[RECORDS FOR THE TASK Boundary: Start]
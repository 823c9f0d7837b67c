//! Atomic action application.
//!
//! `apply_action` clones the state, re-validates the requested action against
//! the same rules the mask encodes (callers are not trusted), resolves it,
//! and returns the successor state with shaped reward components. Invalid
//! actions leave the clone untouched: no economy is consumed and no dice are
//! rolled.

use serde::{Deserialize, Serialize};

use crate::config::{MAX_ABILITIES, MAX_ATTACKS, MAX_SPELLS, STEP_PENALTY};
use crate::mechanics::{
    AbilityOutcome, Dice, apply_damage, range_squares, resolve_ability, resolve_attack,
    resolve_spell_attack, resolve_spell_save,
};
use crate::state::{ActorId, Condition, GameState, Position};

use super::mask::movement_budget;
use super::targeting::sorted_targets;
use super::{ActionSpec, ActionType};

/// Named addends of the per-step shaped reward.
#[derive(Clone, Copy, Debug, PartialEq, Serialize, Deserialize)]
pub struct RewardComponents {
    pub damage_dealt: f32,
    pub damage_taken: f32,
    pub kills: u32,
    pub invalid_action: bool,
    pub step_penalty: f32,
    pub condition_applied: bool,
}

impl Default for RewardComponents {
    fn default() -> Self {
        Self {
            damage_dealt: 0.0,
            damage_taken: 0.0,
            kills: 0,
            invalid_action: false,
            step_penalty: STEP_PENALTY,
            condition_applied: false,
        }
    }
}

/// What the resolved action did, for logs and diagnostics.
#[derive(Clone, Debug, PartialEq, Serialize, Deserialize)]
#[serde(tag = "kind", rename_all = "snake_case")]
pub enum ActionOutcome {
    Moved {
        from: Position,
        to: Position,
        squares: i32,
    },
    Attack {
        name: String,
        target: String,
        roll: i32,
        total: i32,
        target_ac: i32,
        hit: bool,
        crit: bool,
        crit_miss: bool,
        damage: i32,
    },
    Save {
        name: String,
        target: String,
        dc: i32,
        roll: i32,
        total: i32,
        saved: bool,
        damage: i32,
        #[serde(skip_serializing_if = "Option::is_none")]
        condition: Option<Condition>,
    },
    Utility {
        name: String,
    },
}

/// Per-application metadata surfaced through the environment's info record.
#[derive(Clone, Debug, PartialEq, Serialize, Deserialize)]
pub struct StepInfo {
    pub action_type: Option<ActionType>,
    pub action_valid: bool,
    #[serde(skip_serializing_if = "Option::is_none")]
    pub outcome: Option<ActionOutcome>,
}

impl StepInfo {
    fn pending() -> Self {
        Self { action_type: None, action_valid: true, outcome: None }
    }

    fn invalid(&mut self) {
        self.action_valid = false;
    }
}

/// Applies one action for the acting enemy against a clone of `state`.
///
/// Returns `(next_state, reward_components, done, info)`. `done` reflects
/// whether either roster is fully down after the action.
pub fn apply_action(
    state: &GameState,
    enemy_idx: usize,
    action_index: usize,
    dice: &mut Dice,
) -> (GameState, RewardComponents, bool, StepInfo) {
    let mut next = state.clone();
    let mut components = RewardComponents::default();
    let mut info = StepInfo::pending();

    apply_inner(&mut next, enemy_idx, action_index, dice, &mut components, &mut info);
    if !info.action_valid {
        components.invalid_action = true;
    }

    let done = next.is_combat_over();
    (next, components, done, info)
}

fn apply_inner(
    next: &mut GameState,
    enemy_idx: usize,
    action_index: usize,
    dice: &mut Dice,
    components: &mut RewardComponents,
    info: &mut StepInfo,
) {
    if enemy_idx >= next.enemies.len() {
        return info.invalid();
    }
    let Some(spec) = ActionSpec::from_index(action_index) else {
        return info.invalid();
    };
    info.action_type = Some(spec.kind());

    let enemy_id = ActorId::enemy(enemy_idx);
    let enemy_pos = next.enemies[enemy_idx].pos;
    let square = next.grid.square_size_ft;

    match spec {
        ActionSpec::Move { move_offset: (dx, dy) } => {
            let step = dx.abs().max(dy.abs());
            let dest = Position::new(enemy_pos.x + dx, enemy_pos.y + dy);
            if !next.action_economy.movement
                || step > movement_budget(next, &next.enemies[enemy_idx])
                || next.is_blocked(dest.x, dest.y, Some(enemy_id))
            {
                return info.invalid();
            }

            next.enemies[enemy_idx].pos = dest;
            next.movement_used += step;
            let max_move = next.grid.squares_of_speed(next.enemies[enemy_idx].speed_ft);
            if next.movement_used >= max_move {
                next.action_economy.movement = false;
            }
            info.outcome = Some(ActionOutcome::Moved { from: enemy_pos, to: dest, squares: step });
        }

        ActionSpec::Attack { target_slot, attack_slot } => {
            let targets = sorted_targets(next, enemy_pos);
            if !next.action_economy.standard
                || target_slot >= targets.len()
                || attack_slot >= next.enemies[enemy_idx].attacks.len().min(MAX_ATTACKS)
            {
                return info.invalid();
            }
            let target = targets[target_slot];
            let attack = next.enemies[enemy_idx].attacks[attack_slot].clone();
            if target.distance > range_squares(attack.range_ft, square) {
                return info.invalid();
            }

            next.action_economy.standard = false;
            let outcome = resolve_attack(&next.party[target.index], &attack, dice);
            if outcome.hit {
                let report = apply_damage(&mut next.party[target.index], outcome.damage);
                components.damage_dealt = outcome.damage as f32;
                if report.downed {
                    components.kills = 1;
                }
            }
            info.outcome = Some(ActionOutcome::Attack {
                name: attack.name,
                target: next.party[target.index].name.clone(),
                roll: outcome.roll,
                total: outcome.total,
                target_ac: outcome.target_ac,
                hit: outcome.hit,
                crit: outcome.crit,
                crit_miss: outcome.crit_miss,
                damage: outcome.damage,
            });
        }

        ActionSpec::SpellAttack { target_slot, spell_slot } => {
            let targets = sorted_targets(next, enemy_pos);
            if !next.action_economy.standard
                || target_slot >= targets.len()
                || spell_slot >= next.enemies[enemy_idx].spells.len().min(MAX_SPELLS)
            {
                return info.invalid();
            }
            let target = targets[target_slot];
            let spell = next.enemies[enemy_idx].spells[spell_slot].clone();
            if !spell.is_attack() || target.distance > range_squares(spell.range_ft, square) {
                return info.invalid();
            }

            next.action_economy.standard = false;
            let outcome = resolve_spell_attack(&next.party[target.index], &spell, dice)
                .expect("type gate checked above");
            if outcome.hit {
                let report = apply_damage(&mut next.party[target.index], outcome.damage);
                components.damage_dealt = outcome.damage as f32;
                if report.downed {
                    components.kills = 1;
                }
            }
            info.outcome = Some(ActionOutcome::Attack {
                name: spell.name,
                target: next.party[target.index].name.clone(),
                roll: outcome.roll,
                total: outcome.total,
                target_ac: outcome.target_ac,
                hit: outcome.hit,
                crit: outcome.crit,
                crit_miss: outcome.crit_miss,
                damage: outcome.damage,
            });
        }

        ActionSpec::SpellSave { target_slot, spell_slot } => {
            let targets = sorted_targets(next, enemy_pos);
            if !next.action_economy.standard
                || target_slot >= targets.len()
                || spell_slot >= next.enemies[enemy_idx].spells.len().min(MAX_SPELLS)
            {
                return info.invalid();
            }
            let target = targets[target_slot];
            let spell = next.enemies[enemy_idx].spells[spell_slot].clone();
            if !spell.is_save() || target.distance > range_squares(spell.range_ft, square) {
                return info.invalid();
            }

            next.action_economy.standard = false;
            let outcome = resolve_spell_save(&next.party[target.index], &spell, dice)
                .expect("type gate checked above");
            let report = apply_damage(&mut next.party[target.index], outcome.damage);
            components.damage_dealt = outcome.damage as f32;
            if report.downed {
                components.kills = 1;
            }
            info.outcome = Some(ActionOutcome::Save {
                name: spell.name,
                target: next.party[target.index].name.clone(),
                dc: outcome.dc,
                roll: outcome.roll,
                total: outcome.total,
                saved: outcome.saved,
                damage: outcome.damage,
                condition: None,
            });
        }

        ActionSpec::Ability { target_slot, ability_slot } => {
            let targets = sorted_targets(next, enemy_pos);
            if !next.action_economy.standard
                || target_slot >= targets.len()
                || ability_slot >= next.enemies[enemy_idx].special_abilities.len().min(MAX_ABILITIES)
            {
                return info.invalid();
            }
            let target = targets[target_slot];
            let ability = next.enemies[enemy_idx].special_abilities[ability_slot].clone();
            if !next.enemies[enemy_idx].ability_available(&ability)
                || target.distance > range_squares(ability.range_ft, square)
            {
                return info.invalid();
            }

            next.action_economy.standard = false;
            match resolve_ability(&next.party[target.index], &ability, dice) {
                AbilityOutcome::Attack(outcome) => {
                    if outcome.hit {
                        let report = apply_damage(&mut next.party[target.index], outcome.damage);
                        components.damage_dealt = outcome.damage as f32;
                        if report.downed {
                            components.kills = 1;
                        }
                    }
                    info.outcome = Some(ActionOutcome::Attack {
                        name: ability.name.clone(),
                        target: next.party[target.index].name.clone(),
                        roll: outcome.roll,
                        total: outcome.total,
                        target_ac: outcome.target_ac,
                        hit: outcome.hit,
                        crit: outcome.crit,
                        crit_miss: outcome.crit_miss,
                        damage: outcome.damage,
                    });
                }
                AbilityOutcome::Save { roll, condition } => {
                    if roll.damage > 0 {
                        let report = apply_damage(&mut next.party[target.index], roll.damage);
                        components.damage_dealt = roll.damage as f32;
                        if report.downed {
                            components.kills = 1;
                        }
                    }
                    if let Some(condition) = condition {
                        components.condition_applied =
                            next.party[target.index].add_condition(condition);
                    }
                    info.outcome = Some(ActionOutcome::Save {
                        name: ability.name.clone(),
                        target: next.party[target.index].name.clone(),
                        dc: roll.dc,
                        roll: roll.roll,
                        total: roll.total,
                        saved: roll.saved,
                        damage: roll.damage,
                        condition,
                    });
                }
                AbilityOutcome::Utility => {
                    info.outcome = Some(ActionOutcome::Utility { name: ability.name.clone() });
                }
            }

            if ability.recharge {
                next.enemies[enemy_idx].expend_recharge(&ability.name);
            }
            if let Some(total) = ability.uses {
                next.enemies[enemy_idx].expend_use(&ability.name, total);
            }
        }

        ActionSpec::Dodge => {
            if !next.action_economy.standard {
                return info.invalid();
            }
            next.action_economy.standard = false;
            next.enemies[enemy_idx].dodging = true;
        }

        ActionSpec::Dash => {
            if !next.action_economy.standard {
                return info.invalid();
            }
            next.action_economy.standard = false;
            next.enemies[enemy_idx].dashing = true;
            // A dash buys a fresh movement allotment rather than scaling the
            // budget formula.
            next.movement_used = 0;
            next.action_economy.movement = true;
        }

        ActionSpec::Disengage => {
            if !next.action_economy.standard {
                return info.invalid();
            }
            next.action_economy.standard = false;
            next.enemies[enemy_idx].disengaging = true;
        }

        ActionSpec::EndTurn => {
            // No state change; the environment advances initiative.
        }
    }
}
//! Grid geometry: Chebyshev distance and weighted reachability.

use std::cmp::Reverse;
use std::collections::BTreeMap;
use std::collections::BinaryHeap;

use crate::state::{ActorId, GameState, Position};

/// 8-connected neighborhood offsets.
const DIRECTIONS: [(i32, i32); 8] =
    [(-1, 0), (1, 0), (0, -1), (0, 1), (-1, -1), (-1, 1), (1, -1), (1, 1)];

/// Chebyshev distance: the natural metric on an 8-connected grid.
pub fn chebyshev(a: Position, b: Position) -> i32 {
    (a.x - b.x).abs().max((a.y - b.y).abs())
}

/// Converts a range in feet to grid squares, with a melee-reach floor of one
/// square.
pub fn range_squares(range_ft: i32, square_size_ft: i32) -> i32 {
    if square_size_ft <= 0 {
        return 1;
    }
    (range_ft / square_size_ft).max(1)
}

/// Dijkstra over the 8-connected grid weighted by tile move cost.
///
/// Returns every cell reachable from `start` within `max_cost`, mapped to its
/// accumulated cost. The start cell is included at cost zero. Cells blocked by
/// terrain or by alive actors (other than `exclude`) are never entered.
pub fn dijkstra_reachable(
    state: &GameState,
    start: Position,
    max_cost: i32,
    exclude: Option<ActorId>,
) -> BTreeMap<(i32, i32), i32> {
    let mut visited: BTreeMap<(i32, i32), i32> = BTreeMap::new();
    let mut queue: BinaryHeap<Reverse<(i32, i32, i32)>> = BinaryHeap::new();
    queue.push(Reverse((0, start.x, start.y)));

    while let Some(Reverse((cost, x, y))) = queue.pop() {
        if visited.contains_key(&(x, y)) {
            continue;
        }
        visited.insert((x, y), cost);

        for (dx, dy) in DIRECTIONS {
            let (nx, ny) = (x + dx, y + dy);
            if visited.contains_key(&(nx, ny)) {
                continue;
            }
            if state.is_blocked(nx, ny, exclude) {
                continue;
            }
            let next_cost = cost + state.grid.tile(nx, ny).move_cost();
            if next_cost <= max_cost {
                queue.push(Reverse((next_cost, nx, ny)));
            }
        }
    }

    visited
}

#[cfg(test)]
mod tests {
    use super::*;
    use crate::state::{
        ActionEconomy, Actor, GameState, Grid, GridCell, InitiativeEntry, Side, TileKind,
    };

    fn empty_state(width: i32, height: i32) -> GameState {
        GameState {
            grid: Grid::open(width, height),
            party: vec![],
            enemies: vec![Actor::new("scout", 5, 12, 30, Position::new(0, 0))],
            initiative: vec![InitiativeEntry { kind: Side::Enemy, index: 0 }],
            turn_index: 0,
            round: 1,
            in_combat: true,
            action_economy: ActionEconomy::default(),
            movement_used: 0,
        }
    }

    #[test]
    fn chebyshev_is_the_max_axis_delta() {
        assert_eq!(chebyshev(Position::new(0, 0), Position::new(3, 1)), 3);
        assert_eq!(chebyshev(Position::new(2, 2), Position::new(2, 2)), 0);
        assert_eq!(chebyshev(Position::new(5, 1), Position::new(1, 7)), 6);
    }

    #[test]
    fn range_floors_at_one_square() {
        assert_eq!(range_squares(5, 5), 1);
        assert_eq!(range_squares(3, 5), 1);
        assert_eq!(range_squares(30, 5), 6);
        assert_eq!(range_squares(80, 5), 16);
    }

    #[test]
    fn reachability_respects_budget_and_diagonals() {
        let state = empty_state(9, 9);
        let reachable = dijkstra_reachable(&state, Position::new(4, 4), 2, None);

        assert_eq!(reachable.get(&(4, 4)), Some(&0));
        assert_eq!(reachable.get(&(5, 5)), Some(&1));
        assert_eq!(reachable.get(&(6, 6)), Some(&2));
        assert!(!reachable.contains_key(&(7, 7)));
        // Every open cell within Chebyshev 2 of the start is reachable.
        assert_eq!(reachable.len(), 25);
    }

    #[test]
    fn walls_and_difficult_terrain_shape_the_frontier() {
        let mut state = empty_state(5, 3);
        // A vertical wall at x=2 with no gap.
        for y in 0..3 {
            state.grid.cells[y][2] = GridCell::of(TileKind::Wall);
        }
        let reachable = dijkstra_reachable(&state, Position::new(0, 1), 4, None);
        assert!(reachable.keys().all(|&(x, _)| x < 2));

        let mut state = empty_state(5, 1);
        state.grid.cells[0][1] = GridCell::of(TileKind::Difficult);
        let reachable = dijkstra_reachable(&state, Position::new(0, 0), 3, None);
        // Entering the difficult square costs 2, the next open square 1 more.
        assert_eq!(reachable.get(&(1, 0)), Some(&2));
        assert_eq!(reachable.get(&(2, 0)), Some(&3));
        assert!(!reachable.contains_key(&(3, 0)));
    }

    #[test]
    fn occupied_cells_are_not_entered_unless_excluded() {
        let mut state = empty_state(5, 1);
        state.enemies[0].pos = Position::new(2, 0);
        let reachable = dijkstra_reachable(&state, Position::new(0, 0), 4, None);
        assert!(!reachable.contains_key(&(2, 0)));

        let reachable =
            dijkstra_reachable(&state, Position::new(0, 0), 4, Some(ActorId::enemy(0)));
        assert!(reachable.contains_key(&(2, 0)));
    }
}
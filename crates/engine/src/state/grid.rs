//! Combat grid: tile classification and the dense cell array.

use serde::{Deserialize, Serialize};

use super::Position;

/// Movement cost assigned to impassable tiles. Out-of-bounds lookups report
/// the same cost, so pathfinding treats the map edge as a wall.
pub const BLOCKED_MOVE_COST: i32 = 999;

/// Canonical terrain classes.
#[derive(Clone, Copy, Debug, Default, PartialEq, Eq, Serialize, Deserialize)]
#[serde(rename_all = "snake_case")]
pub enum TileKind {
    #[default]
    Open,
    Wall,
    Difficult,
    Water,
}

impl TileKind {
    /// Cost of entering a square of this terrain.
    pub fn move_cost(self) -> i32 {
        match self {
            TileKind::Open => 1,
            TileKind::Difficult => 2,
            TileKind::Wall | TileKind::Water => BLOCKED_MOVE_COST,
        }
    }

    /// Whether the terrain itself forbids occupation.
    pub fn is_blocked(self) -> bool {
        matches!(self, TileKind::Wall | TileKind::Water)
    }
}

/// A single cell: terrain plus an optional hazard tag.
#[derive(Clone, Debug, Default, PartialEq, Eq, Serialize, Deserialize)]
pub struct GridCell {
    pub tile: TileKind,
    #[serde(default, skip_serializing_if = "Option::is_none")]
    pub hazard: Option<String>,
}

impl GridCell {
    pub fn open() -> Self {
        Self::default()
    }

    pub fn of(tile: TileKind) -> Self {
        Self { tile, hazard: None }
    }
}

/// The combat grid. `cells` is row-major with shape `height x width`; it is
/// immutable for the lifetime of an episode.
#[derive(Clone, Debug, PartialEq, Eq, Serialize, Deserialize)]
pub struct Grid {
    pub width: i32,
    pub height: i32,
    pub square_size_ft: i32,
    pub biome: String,
    pub cells: Vec<Vec<GridCell>>,
}

impl Grid {
    /// An all-open grid with the default 5 ft squares.
    pub fn open(width: i32, height: i32) -> Self {
        Self {
            width,
            height,
            square_size_ft: 5,
            biome: String::new(),
            cells: (0..height)
                .map(|_| (0..width).map(|_| GridCell::open()).collect())
                .collect(),
        }
    }

    pub fn contains(&self, x: i32, y: i32) -> bool {
        x >= 0 && y >= 0 && x < self.width && y < self.height
    }

    /// Cell lookup; `None` outside the map.
    pub fn cell(&self, x: i32, y: i32) -> Option<&GridCell> {
        if !self.contains(x, y) {
            return None;
        }
        self.cells.get(y as usize)?.get(x as usize)
    }

    /// Terrain lookup; out-of-bounds positions read as walls.
    pub fn tile(&self, x: i32, y: i32) -> TileKind {
        self.cell(x, y).map_or(TileKind::Wall, |c| c.tile)
    }

    pub fn tile_at(&self, pos: Position) -> TileKind {
        self.tile(pos.x, pos.y)
    }

    /// Full movement budget in squares for an actor with the given speed.
    pub fn squares_of_speed(&self, speed_ft: i32) -> i32 {
        if self.square_size_ft <= 0 {
            return 0;
        }
        speed_ft / self.square_size_ft
    }
}
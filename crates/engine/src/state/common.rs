use std::fmt;

use serde::{Deserialize, Serialize};

/// Discrete grid position expressed in square coordinates.
#[derive(Clone, Copy, Debug, Default, PartialEq, Eq, PartialOrd, Ord, Hash, Serialize, Deserialize)]
pub struct Position {
    pub x: i32,
    pub y: i32,
}

impl Position {
    pub const fn new(x: i32, y: i32) -> Self {
        Self { x, y }
    }
}

impl fmt::Display for Position {
    fn fmt(&self, f: &mut fmt::Formatter<'_>) -> fmt::Result {
        write!(f, "({}, {})", self.x, self.y)
    }
}

/// Roster discriminator. Doubles as the winner type at combat end.
#[derive(Clone, Copy, Debug, PartialEq, Eq, Serialize, Deserialize)]
#[serde(rename_all = "snake_case")]
pub enum Side {
    Party,
    Enemy,
}

impl Side {
    /// The roster an actor on this side fights against.
    pub fn opponent(self) -> Self {
        match self {
            Side::Party => Side::Enemy,
            Side::Enemy => Side::Party,
        }
    }
}

impl fmt::Display for Side {
    fn fmt(&self, f: &mut fmt::Formatter<'_>) -> fmt::Result {
        match self {
            Side::Party => write!(f, "party"),
            Side::Enemy => write!(f, "enemy"),
        }
    }
}

/// Addresses an actor by roster and position within it.
#[derive(Clone, Copy, Debug, PartialEq, Eq, Serialize, Deserialize)]
pub struct ActorId {
    pub side: Side,
    pub index: usize,
}

impl ActorId {
    pub const fn party(index: usize) -> Self {
        Self { side: Side::Party, index }
    }

    pub const fn enemy(index: usize) -> Self {
        Self { side: Side::Enemy, index }
    }
}

impl fmt::Display for ActorId {
    fn fmt(&self, f: &mut fmt::Formatter<'_>) -> fmt::Result {
        write!(f, "{}#{}", self.side, self.index)
    }
}

/// One slot in the fixed initiative order.
#[derive(Clone, Copy, Debug, PartialEq, Eq, Serialize, Deserialize)]
pub struct InitiativeEntry {
    pub kind: Side,
    pub index: usize,
}

impl InitiativeEntry {
    pub fn actor_id(&self) -> ActorId {
        ActorId { side: self.kind, index: self.index }
    }
}

/// Per-turn resource flags gating what the active actor may still do.
#[derive(Clone, Copy, Debug, PartialEq, Eq, Serialize, Deserialize)]
pub struct ActionEconomy {
    pub standard: bool,
    #[serde(rename = "move")]
    pub movement: bool,
    pub bonus: bool,
    pub reaction: bool,
}

impl ActionEconomy {
    /// Restores the flags for a fresh turn.
    pub fn reset(&mut self) {
        *self = Self::default();
    }

    /// True once neither a standard action nor movement remains.
    pub fn exhausted(&self) -> bool {
        !self.standard && !self.movement
    }
}

impl Default for ActionEconomy {
    fn default() -> Self {
        Self { standard: true, movement: true, bonus: false, reaction: true }
    }
}
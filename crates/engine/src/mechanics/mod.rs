//! Deterministic mechanics kernel: dice, geometry, resolution, upkeep, and
//! the scripted party turn.

mod dice;
mod grid;
mod party;
mod resolve;
mod upkeep;

pub use dice::{Dice, DiceExpr, average_damage};
pub use grid::{chebyshev, dijkstra_reachable, range_squares};
pub use party::{PartyTurn, party_scripted_turn};
pub use resolve::{
    AbilityOutcome, AttackRoll, DamageReport, SaveRoll, apply_damage, attack_roll, resolve_ability,
    resolve_attack, resolve_spell_attack, resolve_spell_save, save_roll,
};
pub use upkeep::{check_ability_recharge, process_start_of_turn};
use std::fs;
use std::path::Path;

use fofin_core::error::Result;
use fofin_core::traits::Validate;
use tracing::info;

use crate::shell::Shell;

impl Shell {
    pub fn to_json(&self) -> Result<String> {
        Ok(serde_json::to_string_pretty(self)?)
    }

    /// Parse and validate a shell written by [`Shell::to_json`].
    pub fn from_json(json: &str) -> Result<Self> {
        let shell: Shell = serde_json::from_str(json)?;
        shell.validate()?;
        Ok(shell)
    }

    pub fn save_json<P: AsRef<Path>>(&self, path: P) -> Result<()> {
        let path = path.as_ref();
        fs::write(path, self.to_json()?)?;
        info!(path = %path.display(), "saved shell");
        Ok(())
    }

    pub fn load_json<P: AsRef<Path>>(path: P) -> Result<Self> {
        let path = path.as_ref();
        let shell = Self::from_json(&fs::read_to_string(path)?)?;
        info!(
            path = %path.display(),
            vertices = shell.mesh().vertices.len(),
            faces = shell.mesh().faces.len(),
            "loaded shell"
        );
        Ok(shell)
    }
}
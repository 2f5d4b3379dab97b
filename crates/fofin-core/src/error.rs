use thiserror::Error;

#[derive(Debug, Error)]
pub enum FofinError {
    #[error("Topology error: {0}")]
    Topology(String),

    #[error("Invalid argument: {0}")]
    InvalidArgument(String),

    #[error("Not found: {0}")]
    NotFound(String),

    #[error("IO error: {0}")]
    Io(#[from] std::io::Error),

    #[error("JSON error: {0}")]
    Json(#[from] serde_json::Error),
}

pub type Result<T> = std::result::Result<T, FofinError>;
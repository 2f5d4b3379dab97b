use fofin_core::error::{FofinError, Result};
use fofin_core::traits::MeshTopology;
use tracing::{debug, trace, warn};

use super::{cyclic_back, FaceRail};

/// The strip of quads running from a boundary quad into the mesh.
///
/// The strip starts at `face` and repeatedly crosses the edge opposite the
/// one it entered through, beginning with the edge opposite the seed's
/// boundary edge. It ends at the far boundary or in front of the first
/// non-quad face, which is not included.
///
/// A seed that is not a boundary quad yields an empty strip. Fails with
/// `InvalidArgument` only if `face` is not a face of `mesh`.
pub fn face_strip<M: MeshTopology>(mesh: &M, face: M::Face) -> Result<FaceRail<M::Face>> {
    if !mesh.contains_face(face) {
        return Err(FofinError::InvalidArgument(format!(
            "{:?} is not a face of the mesh",
            face
        )));
    }
    if !mesh.boundary_faces().contains(&face) {
        debug!(?face, "face strip seed is not on the boundary");
        return Ok(Vec::new());
    }

    let vertices = mesh.face_vertices(face);
    if vertices.len() != 4 {
        debug!(?face, sides = vertices.len(), "face strip seed is not a quad");
        return Ok(Vec::new());
    }

    // First side whose reverse has no face
    let Some(i) = (0..4).find(|&i| mesh.face_across(vertices[(i + 1) % 4], vertices[i]).is_none())
    else {
        debug!(?face, "face strip seed has no boundary edge");
        return Ok(Vec::new());
    };

    let limit = mesh.face_count();
    let mut strip = vec![face];
    let (mut a, mut b) = opposite(&vertices, i);

    loop {
        let Some(next) = mesh.face_across(b, a) else {
            trace!(edge = ?(a, b), "face strip reached the boundary");
            break;
        };
        let vertices = mesh.face_vertices(next);
        if vertices.len() != 4 {
            trace!(face = ?next, sides = vertices.len(), "face strip stops at non-quad face");
            break;
        }
        let Some(i) = vertices.iter().position(|&x| x == b) else {
            warn!(face = ?next, vertex = ?b, "vertex missing from face loop");
            break;
        };
        if strip.len() >= limit {
            warn!(seed = ?face, limit, "face strip exceeded the face count, stopping");
            break;
        }

        strip.push(next);
        (a, b) = opposite(&vertices, i);
    }

    debug!(seed = ?face, len = strip.len(), "face strip");

    Ok(strip)
}

/// The side of a quad opposite the side starting at loop position `i`,
/// directed as in the loop.
fn opposite<V: Copy>(vertices: &[V], i: usize) -> (V, V) {
    (cyclic_back(vertices, i, 2), cyclic_back(vertices, i, 1))
}
use std::collections::HashSet;

use fofin_core::traits::MeshTopology;

use super::mesh::Mesh;
use super::types::*;

impl MeshTopology for Mesh {
    type Vertex = VertexId;
    type Face = FaceId;

    fn contains_face(&self, face: FaceId) -> bool {
        self.faces.contains_key(face)
    }

    fn face_count(&self) -> usize {
        self.faces.len()
    }

    fn vertex_degree(&self, vertex: VertexId) -> usize {
        Mesh::vertex_degree(self, vertex)
    }

    fn ordered_neighbors(&self, vertex: VertexId) -> Vec<VertexId> {
        self.vertex_neighbors(vertex)
    }

    fn is_boundary_vertex(&self, vertex: VertexId) -> bool {
        Mesh::is_boundary_vertex(self, vertex)
    }

    fn boundary_vertices(&self) -> HashSet<VertexId> {
        self.vertices_on_boundary()
    }

    fn boundary_faces(&self) -> HashSet<FaceId> {
        self.faces_on_boundary()
    }

    fn face_vertices(&self, face: FaceId) -> Vec<VertexId> {
        Mesh::face_vertices(self, face)
            .map(|iter| iter.collect())
            .unwrap_or_default()
    }

    fn face_across(&self, u: VertexId, v: VertexId) -> Option<FaceId> {
        self.halfedge_face(u, v)
    }

    fn canonical_edges(&self) -> HashSet<(VertexId, VertexId)> {
        self.edge_pairs().collect()
    }

    fn canonical_edge(&self, u: VertexId, v: VertexId) -> Option<(VertexId, VertexId)> {
        let he_id = self.find_halfedge(u, v)?;
        let edge_id = self.halfedges.get(he_id)?.edge?;
        self.edge_vertices(edge_id)
    }
}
[RECORDS FOR THE TASK Boundary: End]
WORK TASK: Reply with the lines from the first line of the entries through the line that contains "#[derive(Clone, Copy, Debug, PartialEq, Serialize, Deserialize)]", repeated exactly with both ends kept, and with nothing else.

RESPONSE TO THE EXERCISE:
repository 823c9f0d7837b67c
//! Atomic action application.
//!
//! `apply_action` clones the state, re-validates the requested action against
//! the same rules the mask encodes (callers are not trusted), resolves it,
//! and returns the successor state with shaped reward components. Invalid
//! actions leave the clone untouched: no economy is consumed and no dice are
//! rolled.

use serde::{Deserialize, Serialize};

use crate::config::{MAX_ABILITIES, MAX_ATTACKS, MAX_SPELLS, STEP_PENALTY};
use crate::mechanics::{
    AbilityOutcome, Dice, apply_damage, range_squares, resolve_ability, resolve_attack,
    resolve_spell_attack, resolve_spell_save,
};
use crate::state::{ActorId, Condition, GameState, Position};

use super::mask::movement_budget;
use super::targeting::sorted_targets;
use super::{ActionSpec, ActionType};

/// Named addends of the per-step shaped reward.
#[derive(Clone, Copy, Debug, PartialEq, Serialize, Deserialize)]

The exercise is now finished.